Just a few points regarding the interpretation of those visual displays, and some reflexions on the question at hand:

  • This graphical output is a visual aid to see which variable contribute the most to the definition of the principal component. If you have a "PCA" object constructed using FactoMineR::PCA, then variable contribution values are stored in the $var$contrib slot of your object. The contribution is a scaled version of the squared correlation between variables and component axes (or the cosine, from a geometrical point of view) --- this is used to assess the quality of the representation of the variables of the principal component, and it is computed as $\text{cos}(\text{variable}, \text{axis})^2 \times 100$ / total $\text{cos}^2$ of the component.

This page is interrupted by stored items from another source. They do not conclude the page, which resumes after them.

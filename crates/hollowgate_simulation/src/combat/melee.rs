//! Melee attack
//!
//! Активационное окно: hitbox открыт hit_duration секунд, каждая цель
//! страдает не больше одного раза за активацию. Запуск — событием
//! AttackTriggered (из AttackingState или grab-continuation).

use std::collections::HashSet;
use std::sync::Arc;

use bevy::prelude::*;

use super::attack::{process_attack, AttackInfo, AttackOwner, AttackTriggered, CombatQueue};
use super::attack_type::AttackType;
use super::damageable::{
    Damageable, DamageableCollider, EntityDied, KnockbackRequested, PostDamage, PreDamage,
};
use super::hitbox::HitBox;
use crate::components::Health;
use crate::time::GameClock;

/// Melee-атака; живёт на отдельной attack-entity вместе с AttackOwner
/// и HitBox
#[derive(Component)]
pub struct MeleeAttack {
    pub attack_type: Arc<AttackType>,
    /// Длительность активного окна hitbox'а (сек)
    pub hit_duration: f32,
    time: f32,
    active: bool,
    already_hit: HashSet<Entity>,
}

impl MeleeAttack {
    pub fn new(attack_type: Arc<AttackType>, hit_duration: f32) -> Self {
        Self {
            attack_type,
            hit_duration,
            time: 0.0,
            active: false,
            already_hit: HashSet::new(),
        }
    }

    pub fn is_active(&self) -> bool {
        self.active
    }

    fn activate(&mut self) {
        self.time = 0.0;
        self.active = true;
        self.already_hit.clear();
    }
}

/// Система: AttackTriggered → активация окна
pub fn start_melee_attacks(
    mut triggers: EventReader<AttackTriggered>,
    mut attacks: Query<&mut MeleeAttack>,
) {
    for trigger in triggers.read() {
        let Ok(mut attack) = attacks.get_mut(trigger.attack) else {
            continue;
        };
        attack.activate();
        crate::log(&format!("Melee attack {:?} window opened", trigger.attack));
    }
}

/// Система: тик активных окон — попадания, затем время
///
/// Попадания обрабатываются ДО продвижения времени: окно длиной в один
/// тик всё равно успевает ударить.
pub fn tick_melee_attacks(
    clock: Res<GameClock>,
    mut attacks: Query<(Entity, &mut MeleeAttack, &AttackOwner, &HitBox)>,
    owners: Query<&Transform>,
    damageables: Query<(Entity, &Damageable, &DamageableCollider, &Transform)>,
    mut healths: Query<&mut Health>,
    mut pre: EventWriter<PreDamage>,
    mut post: EventWriter<PostDamage>,
    mut deaths: EventWriter<EntityDied>,
    mut knockbacks: EventWriter<KnockbackRequested>,
) {
    if clock.paused {
        return;
    }

    let mut queue = CombatQueue::default();

    for (attack_entity, mut attack, owner, hitbox) in attacks.iter_mut() {
        if !attack.active {
            continue;
        }

        let Ok(owner_transform) = owners.get(owner.actor) else {
            continue;
        };
        let origin = owner_transform.translation;

        let candidates = damageables
            .iter()
            .map(|(entity, dmg, collider, transform)| {
                (entity, transform.translation, collider.radius, dmg.layer_bits)
            });

        for hit in hitbox.overlapping(origin, candidates) {
            let Ok((_, dmg, _, target_transform)) = damageables.get(hit.target) else {
                continue;
            };
            // Своя поверхность и повторы за активацию — skip
            if dmg.owner == owner.actor || attack.already_hit.contains(&hit.target) {
                continue;
            }
            attack.already_hit.insert(hit.target);

            let target_pos = target_transform.translation;
            let impact_dir = (target_pos - origin).normalize_or_zero();
            let info = AttackInfo {
                attack: attack_entity,
                attacker: owner.actor,
                damageable: hit.target,
                victim: dmg.owner,
                kind: dmg.kind,
                // Точка контакта аппроксимируется серединой
                impact_point: (origin + target_pos) * 0.5,
                impact_dir,
                distance: origin.distance(target_pos),
            };

            if let Ok(mut health) = healths.get_mut(dmg.owner) {
                process_attack(&attack.attack_type, &info, &mut health, &mut queue);
            }
        }

        attack.time += clock.delta;
        if attack.time >= attack.hit_duration {
            attack.active = false;
        }
    }

    queue.flush(&mut pre, &mut post, &mut deaths, &mut knockbacks);
}
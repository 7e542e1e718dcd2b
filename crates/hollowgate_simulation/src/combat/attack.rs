//! Attack resolution pipeline
//!
//! process_attack — единый путь применения одного попадания:
//! lookup impact → filters → pre-effects → урон (с нотификациями)
//! → post-effects. Урон никогда не применяется к мёртвому (idempotent
//! death); нулевой/отрицательный урон не рождает нотификаций.

use bevy::prelude::*;

use super::attack_type::AttackType;
use super::damageable::{DamageableKind, EntityDied, KnockbackRequested, PostDamage, PreDamage};
use crate::components::{DamageOutcome, Health};

/// Эфемерное описание одного попадания; конструируется на hit,
/// потребляется синхронно, не хранится
#[derive(Debug, Clone, Copy)]
pub struct AttackInfo {
    /// Attack-компонент (entity атаки)
    pub attack: Entity,
    /// Актор-владелец атаки
    pub attacker: Entity,
    /// Damageable-поверхность в которую попали
    pub damageable: Entity,
    /// Актор-владелец поверхности (его Health страдает)
    pub victim: Entity,
    pub kind: DamageableKind,
    pub impact_point: Vec3,
    pub impact_dir: Vec3,
    /// Дистанция от атакующего до цели на момент попадания
    pub distance: f32,
}

impl AttackInfo {
    #[cfg(test)]
    pub(crate) fn test_stub() -> Self {
        Self {
            attack: Entity::PLACEHOLDER,
            attacker: Entity::PLACEHOLDER,
            damageable: Entity::PLACEHOLDER,
            victim: Entity::PLACEHOLDER,
            kind: DamageableKind(0),
            impact_point: Vec3::ZERO,
            impact_dir: Vec3::Z,
            distance: 0.0,
        }
    }
}

/// Связь attack-entity → актор-владелец (явная, вместо parent-поиска)
#[derive(Component, Debug, Clone, Copy, Reflect)]
pub struct AttackOwner {
    pub actor: Entity,
}

/// Event: запустить attack-компонент (из состояния или continuation)
#[derive(Event, Debug, Clone, Copy)]
pub struct AttackTriggered {
    pub attack: Entity,
}

/// Event: атака не смогла начаться (пустой магазин и т.п.) —
/// engine-сторона играет no-ammo фидбек
#[derive(Event, Debug, Clone, Copy)]
pub struct AttackNotStarted {
    pub attack: Entity,
}

/// Event: overlap-атака активировалась
#[derive(Event, Debug, Clone, Copy)]
pub struct AttackStarted {
    pub attack: Entity,
}

/// Event: overlap-атака деактивировалась
#[derive(Event, Debug, Clone, Copy)]
pub struct AttackEnded {
    pub attack: Entity,
}

/// Event: отложенный выброс гильзы (визуальный sub-action выстрела)
#[derive(Event, Debug, Clone, Copy)]
pub struct ShellKicked {
    pub attack: Entity,
}

/// Буфер исходящих нотификаций одного прогона pipeline;
/// сливается в события вызывающей системой
#[derive(Default)]
pub struct CombatQueue {
    pub pre_damage: Vec<PreDamage>,
    pub post_damage: Vec<PostDamage>,
    pub deaths: Vec<EntityDied>,
    pub knockbacks: Vec<KnockbackRequested>,
}

impl CombatQueue {
    pub fn flush(
        &mut self,
        pre: &mut EventWriter<PreDamage>,
        post: &mut EventWriter<PostDamage>,
        deaths: &mut EventWriter<EntityDied>,
        knockbacks: &mut EventWriter<KnockbackRequested>,
    ) {
        for event in self.pre_damage.drain(..) {
            pre.write(event);
        }
        for event in self.post_damage.drain(..) {
            post.write(event);
        }
        for event in self.deaths.drain(..) {
            deaths.write(event);
        }
        for event in self.knockbacks.drain(..) {
            knockbacks.write(event);
        }
    }
}

/// Применяет одно попадание.
///
/// Порядок жёсткий:
/// 1. lookup impact по категории (нет записи — no-op);
/// 2. все filters, short-circuit на первом отказе (no-op);
/// 3. pre-damage effects в порядке объявления;
/// 4. урон, только если жертва жива И damage > 0: PreDamage →
///    мутация Health → PostDamage; смерть рождает EntityDied ровно
///    один раз;
/// 5. post-damage effects в порядке объявления.
pub fn process_attack(
    attack_type: &AttackType,
    info: &AttackInfo,
    health: &mut Health,
    queue: &mut CombatQueue,
) {
    let Some(impact) = attack_type.impact_for(info.kind) else {
        return;
    };

    for filter in &impact.filters {
        if !filter.passes(info) {
            return;
        }
    }

    for effect in &impact.pre_damage_effects {
        effect.apply(info, queue);
    }

    if !health.is_dead() && impact.damage > 0.0 {
        queue.pre_damage.push(PreDamage {
            damageable: info.damageable,
            victim: info.victim,
            impact_point: info.impact_point,
            impact_dir: info.impact_dir,
        });

        let outcome = health.take_damage(impact.damage);

        queue.post_damage.push(PostDamage {
            damageable: info.damageable,
            victim: info.victim,
            amount: impact.damage,
            impact_point: info.impact_point,
            impact_dir: info.impact_dir,
        });

        if outcome == DamageOutcome::Died {
            crate::log(&format!(
                "Actor {:?} killed by {:?} ({})",
                info.victim,
                info.attacker,
                attack_type.name()
            ));
            queue.deaths.push(EntityDied {
                entity: info.victim,
                killer: Some(info.attacker),
            });
        }
    }

    for effect in &impact.post_damage_effects {
        effect.apply(info, queue);
    }
}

  • It might not always be relevant to select a subset of variables based on their contribution to each principal component. Sometimes, a single variable can drive the component (this is sometimes known as a size effect, and it might simply result from a single variable capturing most of the variance along the first principal axis --- this would result in a very high loading for that variable, and very low loadings for the remaining ones); other times, the signal is driven by few variables in higher dimension (e.g., past the 10th component); finally, a variable might have a high weight on one component, yet also a weight that is above your threshold (10%) on another component: does that mean it is more "important" than those variables that only load on (or drive) a single component?

  • It will be hard to cope with highly correlated variables, yet one of the principled approach to feature selection is to get ride (sometimes simply as a side effect of the algorithm itself) of colinearity by selecting only one variable among the cluster of highly correlated variables.

  • Beware that any arbitrary cutoff (10% for variable contribution, or 80% for the total explained variance) should be motivated by pragmatic or computational arguments.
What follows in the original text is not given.